Before We Get Started
We had to do a little extra audio processing on this episode, because Christopher actually recorded outside, David was in the midst of moving and hadn’t completed his setup, and as mentioned, Chip is in the woods. We think it sounds pretty great, David is fast becoming a true audio wizard, but just in case: Sorry!
02:15 Here’s a little bit about the author.
About Yasuo Otagaki
Yasuo Otagaki (太田垣康男) is a Japanese manga creator born in 1967 in Osaka, Japan. Since age 19, he has lived in Tokyo, where he started his manga career, working primarily for Kodansha until moving to Shogakukan’s Big Comic Superior magazine for his “mountain climbing, but on the moon, and there’s robots” manga MOONLIGHT MILE, in 2000. The series ran for 23 volumes in print until it went on hiatus in 2011. MOONLIGHT MILE also received a two-season anime adaptation in 2007 and 2008. The anime was also officially licensed in English although it’s no longer legally available. It’s not hard to find a way to watch it online though, lo-res…

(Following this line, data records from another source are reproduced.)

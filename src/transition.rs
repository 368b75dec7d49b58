//! Transition controller
//!
//! Every audible state change goes through a gain envelope on the master
//! stage, never a direct jump. Overlapping requests are resolved with
//! monotonically increasing epochs: an async step captures a token when it
//! starts and checks it again before it takes effect.

use crate::dsp::AudioParam;
use std::sync::atomic::{AtomicU64, Ordering};
use std::sync::Arc;
use std::time::Duration;

/// Level treated as silence by the fades (never exactly zero).
pub const SILENCE_FLOOR: f32 = 0.01;
/// Fade-out before a track swap (also used at natural end of track).
pub const LOAD_FADE_OUT: Duration = Duration::from_millis(300);
/// Exponential fade-in when playback starts.
pub const PLAY_FADE_IN: Duration = Duration::from_millis(800);
/// Fade-out before pausing.
pub const PAUSE_FADE_OUT: Duration = Duration::from_millis(200);
/// Dip before a seek jump.
pub const SEEK_MUTE: Duration = Duration::from_millis(30);
/// Recovery after a seek jump.
pub const SEEK_RESTORE: Duration = Duration::from_millis(150);

/// Monotonic sequence counter.
#[derive(Debug, Clone, Default)]
pub struct Epoch {
    counter: Arc<AtomicU64>,
}

/// Snapshot of an [`Epoch`] taken when an operation started.
#[derive(Debug, Clone)]
pub struct EpochToken {
    counter: Arc<AtomicU64>,
    value: u64,
}

impl Epoch {
    /// Fresh counter at zero.
    pub fn new() -> Self {
        Self::default()
    }

    /// Start a new operation, superseding every earlier token.
    pub fn begin(&self) -> EpochToken {
        let value = self.counter.fetch_add(1, Ordering::AcqRel) + 1;
        EpochToken {
            counter: self.counter.clone(),
            value,
        }
    }

    /// Latest issued value.
    pub fn current(&self) -> u64 {
        self.counter.load(Ordering::Acquire)
    }
}

impl EpochToken {
    /// Sequence value captured by this token.
    pub fn value(&self) -> u64 {
        self.value
    }

    /// Whether no newer operation has started since this token was issued.
    pub fn is_current(&self) -> bool {
        self.counter.load(Ordering::Acquire) == self.value
    }
}

/// Gain envelopes on the master stage.
#[derive(Debug, Clone)]
pub struct TransitionController {
    master: AudioParam,
}

impl TransitionController {
    /// Controller driving `master`.
    pub fn new(master: AudioParam) -> Self {
        Self { master }
    }

    /// The master gain parameter.
    pub fn master(&self) -> &AudioParam {
        &self.master
    }

    /// Linear fade from the current level to the silence floor.
    ///
    /// Returns the time the fade completes.
    pub fn fade_out(&self, now: f64, duration: Duration) -> f64 {
        let end = now + duration.as_secs_f64();
        self.master.cancel_and_hold_at_time(now);
        self.master.linear_ramp_to_value_at_time(SILENCE_FLOOR, end);
        end
    }

    /// Drop any envelope and sit at the silence floor from `now`.
    pub fn hold_silent(&self, now: f64) {
        self.master.cancel_scheduled_values(now);
        self.master.set_value_at_time(SILENCE_FLOOR, now);
    }

    /// Exponential entrance from the silence floor to unity.
    pub fn fade_in(&self, now: f64, duration: Duration) -> f64 {
        let end = now + duration.as_secs_f64();
        self.master.cancel_scheduled_values(now);
        self.master.set_value_at_time(SILENCE_FLOOR, now);
        self.master.exponential_ramp_to_value_at_time(1.0, end);
        end
    }

    /// Exponential rise from the level held at `now` to unity, for an element
    /// that is already audible.
    pub fn rise(&self, now: f64, duration: Duration) -> f64 {
        let end = now + duration.as_secs_f64();
        self.master.cancel_and_hold_at_time(now);
        self.master.exponential_ramp_to_value_at_time(1.0, end);
        end
    }

    /// Quick linear recovery from the current level to unity.
    pub fn restore(&self, now: f64, duration: Duration) -> f64 {
        let end = now + duration.as_secs_f64();
        self.master.cancel_and_hold_at_time(now);
        self.master.linear_ramp_to_value_at_time(1.0, end);
        end
    }

    /// Reset to unity at `now` (after a pause has silenced the element).
    pub fn reset_unity(&self, now: f64) {
        self.master.cancel_scheduled_values(now);
        self.master.set_value_at_time(1.0, now);
    }
}

#[cfg(test)]
mod tests {
    use super::*;
    use approx::assert_relative_eq;

    #[test]
    fn test_newer_token_supersedes_older() {
        let epoch = Epoch::new();
        let first = epoch.begin();
        let second = epoch.begin();
        assert!(!first.is_current());
        assert!(second.is_current());
        assert!(second.value() > first.value());
        assert_eq!(epoch.current(), second.value());
    }

    #[test]
    fn test_fade_in_envelope() {
        let ctl = TransitionController::new(AudioParam::new(1.0));
        let end = ctl.fade_in(2.0, PLAY_FADE_IN);
        assert_relative_eq!(end, 2.8, epsilon = 1e-9);
        assert_relative_eq!(ctl.master().value_at(2.0), SILENCE_FLOOR, epsilon = 1e-6);
        let mid = ctl.master().value_at(2.4);
        assert!(mid > SILENCE_FLOOR && mid < 0.2, "exponential curve stays low early: {mid}");
        assert_relative_eq!(ctl.master().value_at(2.8), 1.0, epsilon = 1e-6);
    }

    #[test]
    fn test_rise_never_drops_below_held_level() {
        let ctl = TransitionController::new(AudioParam::new(1.0));
        ctl.fade_out(0.0, PAUSE_FADE_OUT);
        let level = ctl.master().value_at(0.1);
        ctl.rise(0.1, PLAY_FADE_IN);
        assert_relative_eq!(ctl.master().value_at(0.1), level, epsilon = 1e-6);
        assert!(ctl.master().value_at(0.3) > level);
        assert_relative_eq!(ctl.master().value_at(0.9), 1.0, epsilon = 1e-6);
    }

    #[test]
    fn test_fade_out_starts_from_current_level() {
        let ctl = TransitionController::new(AudioParam::new(1.0));
        ctl.fade_in(0.0, PLAY_FADE_IN);
        // Interrupt the entrance halfway
        let level = ctl.master().value_at(0.4);
        ctl.fade_out(0.4, LOAD_FADE_OUT);
        assert_relative_eq!(ctl.master().value_at(0.4), level, epsilon = 1e-6);
        assert_relative_eq!(ctl.master().value_at(0.7), SILENCE_FLOOR, epsilon = 1e-6);
        assert!(ctl.master().value_at(0.55) < level);
    }
}
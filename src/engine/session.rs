//! Playback session and media-session integration

use crate::track::TrackDescriptor;
use serde::Serialize;

/// Transport state of the now-playing slot.
#[derive(Debug, Clone, Copy, PartialEq, Eq, Default, Serialize)]
#[serde(rename_all = "lowercase")]
pub enum TransportState {
    /// Nothing loaded
    #[default]
    Idle,
    /// A load is in flight
    Loading,
    /// Audibly playing
    Playing,
    /// Loaded and held
    Paused,
    /// Played to the end
    Ended,
}

/// The single "now playing" slot.
#[derive(Debug, Clone, Default)]
pub struct PlaybackSession {
    /// Track being played, when started through `play_track`
    pub track: Option<TrackDescriptor>,
    /// Source URL of the most recent load
    pub src: Option<String>,
    /// Transport state
    pub state: TransportState,
    /// Epoch of the most recently requested load
    pub load_epoch: u64,
    /// Whether the source plays without analysis (cross-origin fallback)
    pub degraded: bool,
}

/// Artwork entry for OS media controls.
#[derive(Debug, Clone, PartialEq, Eq, Serialize)]
pub struct Artwork {
    /// Image URL
    pub src: String,
    /// `WxH`
    pub sizes: String,
    /// MIME type
    #[serde(rename = "type")]
    pub mime: String,
}

/// Artwork sizes published for every track.
pub const ARTWORK_SIZES: [u32; 6] = [96, 128, 192, 256, 384, 512];

/// Metadata published to OS media controls.
#[derive(Debug, Clone, PartialEq, Serialize)]
pub struct MediaMetadata {
    /// Track title
    pub title: String,
    /// Artist line
    pub artist: String,
    /// Album name
    pub album: String,
    /// Artwork at every published size
    pub artwork: Vec<Artwork>,
}

impl MediaMetadata {
    /// Metadata for `track`.
    pub fn for_track(track: &TrackDescriptor) -> Self {
        Self {
            title: track.title.clone(),
            artist: track.artist.clone(),
            album: track.album.clone(),
            artwork: ARTWORK_SIZES
                .iter()
                .map(|s| Artwork {
                    src: track.cover_url.clone(),
                    sizes: format!("{s}x{s}"),
                    mime: "image/jpeg".into(),
                })
                .collect(),
        }
    }
}

/// Action requested by OS media controls.
#[derive(Debug, Clone, Copy, PartialEq)]
pub enum MediaAction {
    /// Resume
    Play,
    /// Pause
    Pause,
    /// Skip forward
    NextTrack,
    /// Skip back
    PreviousTrack,
    /// Jump to a position in seconds
    SeekTo(f64),
}

type Handler = Box<dyn Fn() + Send + Sync>;

/// UI hooks invoked after the engine has handled a media action.
#[derive(Default)]
pub struct MediaSessionHandlers {
    /// After play
    pub on_play: Option<Handler>,
    /// After pause
    pub on_pause: Option<Handler>,
    /// Next track requested
    pub on_next: Option<Handler>,
    /// Previous track requested
    pub on_prev: Option<Handler>,
}

impl MediaSessionHandlers {
    pub(crate) fn fire(&self, action: MediaAction) {
        let handler = match action {
            MediaAction::Play => self.on_play.as_ref(),
            MediaAction::Pause => self.on_pause.as_ref(),
            MediaAction::NextTrack => self.on_next.as_ref(),
            MediaAction::PreviousTrack => self.on_prev.as_ref(),
            MediaAction::SeekTo(_) => None,
        };
        if let Some(f) = handler {
            f();
        }
    }
}

impl std::fmt::Debug for MediaSessionHandlers {
    fn fmt(&self, f: &mut std::fmt::Formatter<'_>) -> std::fmt::Result {
        f.debug_struct("MediaSessionHandlers")
            .field("on_play", &self.on_play.is_some())
            .field("on_pause", &self.on_pause.is_some())
            .field("on_next", &self.on_next.is_some())
            .field("on_prev", &self.on_prev.is_some())
            .finish()
    }
}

While working on Moonlight Mile, Otagaki dabbled in licensed work, including manga based on the Capcom giant robot military game Front Mission, for Square Enix. But what caused Otagaki to fully put Moonlight Mile on hiatus was being invited to put his own spin on the venerable Gundam franchise, with the original manga Mobile Suit Gundam Thunderbolt. Here’s VIZ Media’s video trailer for the manga so you can get a taste of what’s inside:
Otagaki’s artwork on this series, for both human characters and mecha, is intricately detailed and gorgeous, and the series became a near-instant fan-favourite. The popular manga spawned an OVA (Original Video Animation) series consisting of four animated episodes, and then also received two full-length animated films. In fact, it became so popular that it’s one of the few Gundam manga to be translated into English, with the series getting an English translation and publication from VIZ Media starting in 2016 and it is ongoing to this day.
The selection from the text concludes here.